TASK OBJECTIVE – Find every line with the string "enum" in the material below and copy it.

DATASET ENTRIES –

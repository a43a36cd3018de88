//! Socket authentication for the event bus
//!
//! Every socket presents a signed token naming either a team (bound to its
//! registered contest) or an admin. A team socket may join only its own
//! team room and its contest's room; admins may join anything.

use jsonwebtoken::{decode, encode, DecodingKey, EncodingKey, Header, Validation};
use serde::{Deserialize, Serialize};
use uuid::Uuid;

use crate::error::{AppError, AppResult};

use super::bus::Room;

/// Token claims
#[derive(Debug, Clone, Serialize, Deserialize)]
pub struct Claims {
    /// Team or admin id
    pub sub: Uuid,
    /// Registered contest, absent for admin tokens
    pub contest_id: Option<Uuid>,
    pub admin: bool,
    pub exp: i64,
}

/// Authenticated socket identity
#[derive(Debug, Clone, Copy, PartialEq, Eq)]
pub enum Principal {
    Team { team_id: Uuid, contest_id: Uuid },
    Admin { admin_id: Uuid },
}

impl Principal {
    /// Whether this principal may join `room`
    pub fn may_join(&self, room: Room) -> bool {
        match self {
            Self::Admin { .. } => true,
            Self::Team {
                team_id,
                contest_id,
            } => match room {
                Room::Team(id) => id == *team_id,
                Room::Contest(id) => id == *contest_id,
                Room::Admins => false,
            },
        }
    }

    /// Rooms a principal is subscribed to on connect
    pub fn default_rooms(&self) -> Vec<Room> {
        match self {
            Self::Admin { .. } => vec![Room::Admins],
            Self::Team {
                team_id,
                contest_id,
            } => vec![Room::Team(*team_id), Room::Contest(*contest_id)],
        }
    }
}

/// Verifies and mints event-bus tokens
#[derive(Clone)]
pub struct TokenVerifier {
    encoding: EncodingKey,
    decoding: DecodingKey,
}

impl TokenVerifier {
    pub fn new(secret: &str) -> Self {
        Self {
            encoding: EncodingKey::from_secret(secret.as_bytes()),
            decoding: DecodingKey::from_secret(secret.as_bytes()),
        }
    }

    /// Validate a token and resolve its principal
    pub fn verify(&self, token: &str) -> AppResult<Principal> {
        let data = decode::<Claims>(token, &self.decoding, &Validation::default())?;
        let claims = data.claims;

        if claims.admin {
            return Ok(Principal::Admin {
                admin_id: claims.sub,
            });
        }

        let contest_id = claims.contest_id.ok_or(AppError::InvalidToken)?;
        Ok(Principal::Team {
            team_id: claims.sub,
            contest_id,
        })
    }

    /// Mint a token (session issuance lives outside the core; this backs
    /// tests and tooling)
    pub fn mint(&self, claims: &Claims) -> AppResult<String> {
        Ok(encode(&Header::default(), claims, &self.encoding)?)
    }
}

#[cfg(test)]
mod tests {
    use super::*;
    use chrono::Utc;

    fn verifier() -> TokenVerifier {
        TokenVerifier::new("test-secret")
    }

    fn team_claims(team_id: Uuid, contest_id: Uuid) -> Claims {
        Claims {
            sub: team_id,
            contest_id: Some(contest_id),
            admin: false,
            exp: (Utc::now().timestamp()) + 3600,
        }
    }

    #[test]
    fn test_team_token_round_trip() {
        let v = verifier();
        let team_id = Uuid::new_v4();
        let contest_id = Uuid::new_v4();

        let token = v.mint(&team_claims(team_id, contest_id)).unwrap();
        let principal = v.verify(&token).unwrap();

        assert_eq!(
            principal,
            Principal::Team {
                team_id,
                contest_id
            }
        );
    }

    #[test]
    fn test_room_authorization() {
        let team_id = Uuid::new_v4();
        let contest_id = Uuid::new_v4();
        let team = Principal::Team {
            team_id,
            contest_id,
        };

        assert!(team.may_join(Room::Team(team_id)));
        assert!(team.may_join(Room::Contest(contest_id)));
        assert!(!team.may_join(Room::Contest(Uuid::new_v4())));
        assert!(!team.may_join(Room::Admins));

        let admin = Principal::Admin {
            admin_id: Uuid::new_v4(),
        };
        assert!(admin.may_join(Room::Admins));
        assert!(admin.may_join(Room::Contest(contest_id)));
    }

    #[test]
    fn test_expired_token_rejected() {
        let v = verifier();
        let mut claims = team_claims(Uuid::new_v4(), Uuid::new_v4());
        claims.exp = Utc::now().timestamp() - 600;

        let token = v.mint(&claims).unwrap();
        assert!(matches!(v.verify(&token), Err(AppError::TokenExpired)));
    }

    #[test]
    fn test_garbage_token_rejected() {
        let v = verifier();
        assert!(v.verify("not-a-token").is_err());
    }
}
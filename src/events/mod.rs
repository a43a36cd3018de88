//! Real-time event fan-out
//!
//! The judging, queue, scoring and lifecycle layers depend on the
//! `EventSink` trait; the in-process `EventBus` is injected at startup.
//! Delivery is best-effort: lagging subscribers drop messages and resync
//! by re-reading current state.

pub mod auth;
pub mod bus;
pub mod messages;

pub use auth::{Principal, TokenVerifier};
pub use bus::{EventBus, EventSink, Room};
#[cfg(test)]
pub use bus::MockEventSink;
pub use messages::{ContestSnapshot, EventMessage, EventPayload, SubmissionResultPayload};
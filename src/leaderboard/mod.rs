//! Leaderboard recompute, coalesced broadcast and freeze policy

pub mod controller;

pub use controller::LeaderboardController;
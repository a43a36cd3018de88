//! Contest lifecycle scheduling

pub mod scheduler;

pub use scheduler::{ContestScheduler, Transition};
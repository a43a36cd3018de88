//! Custom error types and handling
//!
//! This module defines the application's error taxonomy. Submission verdicts
//! are never errors: the judging layer folds every failure into a
//! `JudgeResult`. `AppError` covers the infrastructure around it, split into
//! transient failures (retried by the queue) and fatal ones (refuse to
//! start).

use serde::Serialize;

/// Application-wide error type
#[derive(Debug, thiserror::Error)]
pub enum AppError {
    // Validation errors
    #[error("Validation error: {0}")]
    Validation(String),

    #[error("Invalid input: {0}")]
    InvalidInput(String),

    // Resource errors
    #[error("Not found: {0}")]
    NotFound(String),

    #[error("Already exists: {0}")]
    AlreadyExists(String),

    #[error("Conflict: {0}")]
    Conflict(String),

    // Intake errors
    #[error("Contest is not accepting submissions")]
    ContestClosed,

    #[error("Forbidden: {0}")]
    Forbidden(String),

    // Infrastructure errors
    #[error("Database error: {0}")]
    Database(String),

    #[error("Redis error: {0}")]
    Redis(String),

    #[error("Sandbox spawn error: {0}")]
    SandboxSpawn(String),

    // Auth errors (realtime gateway)
    #[error("Invalid token")]
    InvalidToken,

    #[error("Token expired")]
    TokenExpired,

    // Internal errors
    #[error("Internal error")]
    Internal(#[from] anyhow::Error),

    #[error("Configuration error: {0}")]
    Configuration(String),
}

/// Error details for wire serialization
#[derive(Debug, Serialize)]
pub struct ErrorDetails {
    pub code: String,
    pub message: String,
}

impl AppError {
    /// Get the error code for this error type
    pub fn error_code(&self) -> &'static str {
        match self {
            Self::Validation(_) => "VALIDATION_ERROR",
            Self::InvalidInput(_) => "INVALID_INPUT",
            Self::NotFound(_) => "NOT_FOUND",
            Self::AlreadyExists(_) => "ALREADY_EXISTS",
            Self::Conflict(_) => "CONFLICT",
            Self::ContestClosed => "CONTEST_CLOSED",
            Self::Forbidden(_) => "FORBIDDEN",
            Self::Database(_) => "DATABASE_ERROR",
            Self::Redis(_) => "REDIS_ERROR",
            Self::SandboxSpawn(_) => "SANDBOX_SPAWN_ERROR",
            Self::InvalidToken => "INVALID_TOKEN",
            Self::TokenExpired => "TOKEN_EXPIRED",
            Self::Internal(_) => "INTERNAL_ERROR",
            Self::Configuration(_) => "CONFIGURATION_ERROR",
        }
    }

    /// Whether the queue may retry the operation that produced this error
    pub fn is_transient(&self) -> bool {
        matches!(
            self,
            Self::Database(_) | Self::Redis(_) | Self::SandboxSpawn(_)
        )
    }

    /// Whether the process should refuse to start on this error
    pub fn is_fatal(&self) -> bool {
        matches!(self, Self::Configuration(_))
    }

    /// Wire-serializable details
    pub fn details(&self) -> ErrorDetails {
        ErrorDetails {
            code: self.error_code().to_string(),
            message: self.to_string(),
        }
    }
}

// Implement From for common error types
impl From<sqlx::Error> for AppError {
    fn from(err: sqlx::Error) -> Self {
        match err {
            sqlx::Error::RowNotFound => AppError::NotFound("Resource not found".to_string()),
            sqlx::Error::Database(db_err) => {
                if db_err.is_unique_violation() {
                    AppError::AlreadyExists("Resource already exists".to_string())
                } else {
                    AppError::Database(db_err.to_string())
                }
            }
            _ => AppError::Database(err.to_string()),
        }
    }
}

impl From<redis::RedisError> for AppError {
    fn from(err: redis::RedisError) -> Self {
        AppError::Redis(err.to_string())
    }
}

impl From<jsonwebtoken::errors::Error> for AppError {
    fn from(err: jsonwebtoken::errors::Error) -> Self {
        match err.kind() {
            jsonwebtoken::errors::ErrorKind::ExpiredSignature => AppError::TokenExpired,
            _ => AppError::InvalidToken,
        }
    }
}

impl From<serde_json::Error> for AppError {
    fn from(err: serde_json::Error) -> Self {
        AppError::InvalidInput(err.to_string())
    }
}

/// Result type alias using AppError
pub type AppResult<T> = Result<T, AppError>;

#[cfg(test)]
mod tests {
    use super::*;

    #[test]
    fn test_transient_classification() {
        assert!(AppError::Database("busy".into()).is_transient());
        assert!(AppError::SandboxSpawn("fork failed".into()).is_transient());
        assert!(!AppError::Validation("bad".into()).is_transient());
        assert!(!AppError::Configuration("missing".into()).is_transient());
    }

    #[test]
    fn test_fatal_classification() {
        assert!(AppError::Configuration("missing JWT_SECRET".into()).is_fatal());
        assert!(!AppError::Redis("timeout".into()).is_fatal());
    }
}
//! Queue observability
//!
//! A single metrics value owned by the worker pool. All mutation goes
//! through it; readers get a consistent snapshot. Completion records live
//! in a rolling window and stale entries are pruned on every update.

use std::collections::{HashMap, VecDeque};
use std::sync::Mutex;

use chrono::{DateTime, Duration, Utc};

use crate::constants::METRICS_WINDOW_SECS;

#[derive(Debug, Clone)]
struct CompletionRecord {
    at: DateTime<Utc>,
    duration_ms: u64,
    failed: bool,
}

#[derive(Debug, Clone, Default)]
struct WorkerStats {
    processed: u64,
    failed: u64,
    last_heartbeat: Option<DateTime<Utc>>,
}

#[derive(Debug, Default)]
struct MetricsInner {
    completions: VecDeque<CompletionRecord>,
    workers: HashMap<String, WorkerStats>,
    dead_letters: u64,
}

/// Point-in-time view of queue metrics
#[derive(Debug, Clone, serde::Serialize)]
pub struct MetricsSnapshot {
    /// Completions in the trailing minute
    pub per_minute_rate: u64,
    /// Completions in the trailing hour
    pub per_hour_rate: u64,
    /// Rolling average processing time over the window, milliseconds
    pub avg_processing_ms: f64,
    /// Per-worker (processed, failed) counts
    pub workers: HashMap<String, (u64, u64)>,
    pub dead_letters: u64,
}

/// Rolling-window queue metrics
pub struct QueueMetrics {
    inner: Mutex<MetricsInner>,
}

impl QueueMetrics {
    pub fn new() -> Self {
        Self {
            inner: Mutex::new(MetricsInner::default()),
        }
    }

    /// Record a finished judgment
    pub fn record_completion(&self, worker: &str, duration_ms: u64, failed: bool) {
        self.record_completion_at(Utc::now(), worker, duration_ms, failed);
    }

    pub(crate) fn record_completion_at(
        &self,
        at: DateTime<Utc>,
        worker: &str,
        duration_ms: u64,
        failed: bool,
    ) {
        let mut inner = self.inner.lock().expect("metrics lock poisoned");

        inner.completions.push_back(CompletionRecord {
            at,
            duration_ms,
            failed,
        });

        let stats = inner.workers.entry(worker.to_string()).or_default();
        if failed {
            stats.failed += 1;
        } else {
            stats.processed += 1;
        }

        Self::prune(&mut inner, at);
    }

    /// Record a job moved to the dead-letter list
    pub fn record_dead_letter(&self) {
        let mut inner = self.inner.lock().expect("metrics lock poisoned");
        inner.dead_letters += 1;
    }

    /// Record a worker heartbeat
    pub fn heartbeat(&self, worker: &str) {
        let mut inner = self.inner.lock().expect("metrics lock poisoned");
        inner
            .workers
            .entry(worker.to_string())
            .or_default()
            .last_heartbeat = Some(Utc::now());
    }

    /// Workers whose last heartbeat is older than `timeout_secs`
    pub fn stale_workers(&self, timeout_secs: i64) -> Vec<String> {
        let inner = self.inner.lock().expect("metrics lock poisoned");
        let cutoff = Utc::now() - Duration::seconds(timeout_secs);

        inner
            .workers
            .iter()
            .filter(|(_, stats)| matches!(stats.last_heartbeat, Some(hb) if hb < cutoff))
            .map(|(name, _)| name.clone())
            .collect()
    }

    /// Forget a removed worker
    pub fn remove_worker(&self, worker: &str) {
        let mut inner = self.inner.lock().expect("metrics lock poisoned");
        inner.workers.remove(worker);
    }

    /// Consistent point-in-time snapshot
    pub fn snapshot(&self) -> MetricsSnapshot {
        let mut inner = self.inner.lock().expect("metrics lock poisoned");
        let now = Utc::now();
        Self::prune(&mut inner, now);

        let minute_cutoff = now - Duration::seconds(60);
        let per_minute_rate = inner
            .completions
            .iter()
            .filter(|r| r.at >= minute_cutoff)
            .count() as u64;
        let per_hour_rate = inner.completions.len() as u64;

        let successes: Vec<u64> = inner
            .completions
            .iter()
            .filter(|r| !r.failed)
            .map(|r| r.duration_ms)
            .collect();
        let avg_processing_ms = if successes.is_empty() {
            0.0
        } else {
            successes.iter().sum::<u64>() as f64 / successes.len() as f64
        };

        MetricsSnapshot {
            per_minute_rate,
            per_hour_rate,
            avg_processing_ms,
            workers: inner
                .workers
                .iter()
                .map(|(name, s)| (name.clone(), (s.processed, s.failed)))
                .collect(),
            dead_letters: inner.dead_letters,
        }
    }

    fn prune(inner: &mut MetricsInner, now: DateTime<Utc>) {
        let cutoff = now - Duration::seconds(METRICS_WINDOW_SECS);
        while inner
            .completions
            .front()
            .is_some_and(|r| r.at < cutoff)
        {
            inner.completions.pop_front();
        }
    }
}

impl Default for QueueMetrics {
    fn default() -> Self {
        Self::new()
    }
}

#[cfg(test)]
mod tests {
    use super::*;

    #[test]
    fn test_rates_and_average() {
        let metrics = QueueMetrics::new();
        let now = Utc::now();

        metrics.record_completion_at(now - Duration::seconds(10), "worker-1", 100, false);
        metrics.record_completion_at(now - Duration::seconds(20), "worker-1", 300, false);
        metrics.record_completion_at(now - Duration::seconds(600), "worker-2", 900, false);

        let snap = metrics.snapshot();
        assert_eq!(snap.per_minute_rate, 2);
        assert_eq!(snap.per_hour_rate, 3);
        assert!((snap.avg_processing_ms - (100.0 + 300.0 + 900.0) / 3.0).abs() < 1e-9);
    }

    #[test]
    fn test_stale_entries_pruned() {
        let metrics = QueueMetrics::new();
        let now = Utc::now();

        metrics.record_completion_at(
            now - Duration::seconds(METRICS_WINDOW_SECS + 60),
            "worker-1",
            100,
            false,
        );
        metrics.record_completion_at(now, "worker-1", 200, false);

        let snap = metrics.snapshot();
        assert_eq!(snap.per_hour_rate, 1);
    }

    #[test]
    fn test_per_worker_counts() {
        let metrics = QueueMetrics::new();

        metrics.record_completion("worker-1", 50, false);
        metrics.record_completion("worker-1", 60, true);
        metrics.record_completion("worker-2", 70, false);
        metrics.record_dead_letter();

        let snap = metrics.snapshot();
        assert_eq!(snap.workers["worker-1"], (1, 1));
        assert_eq!(snap.workers["worker-2"], (1, 0));
        assert_eq!(snap.dead_letters, 1);
    }

    #[test]
    fn test_stale_worker_detection() {
        let metrics = QueueMetrics::new();
        metrics.heartbeat("worker-1");

        assert!(metrics.stale_workers(60).is_empty());
        assert_eq!(metrics.stale_workers(-1), vec!["worker-1".to_string()]);

        metrics.remove_worker("worker-1");
        assert!(metrics.stale_workers(-1).is_empty());
    }
}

EXPECTED ANSWER –
pub enum Principal {
pub enum AppError {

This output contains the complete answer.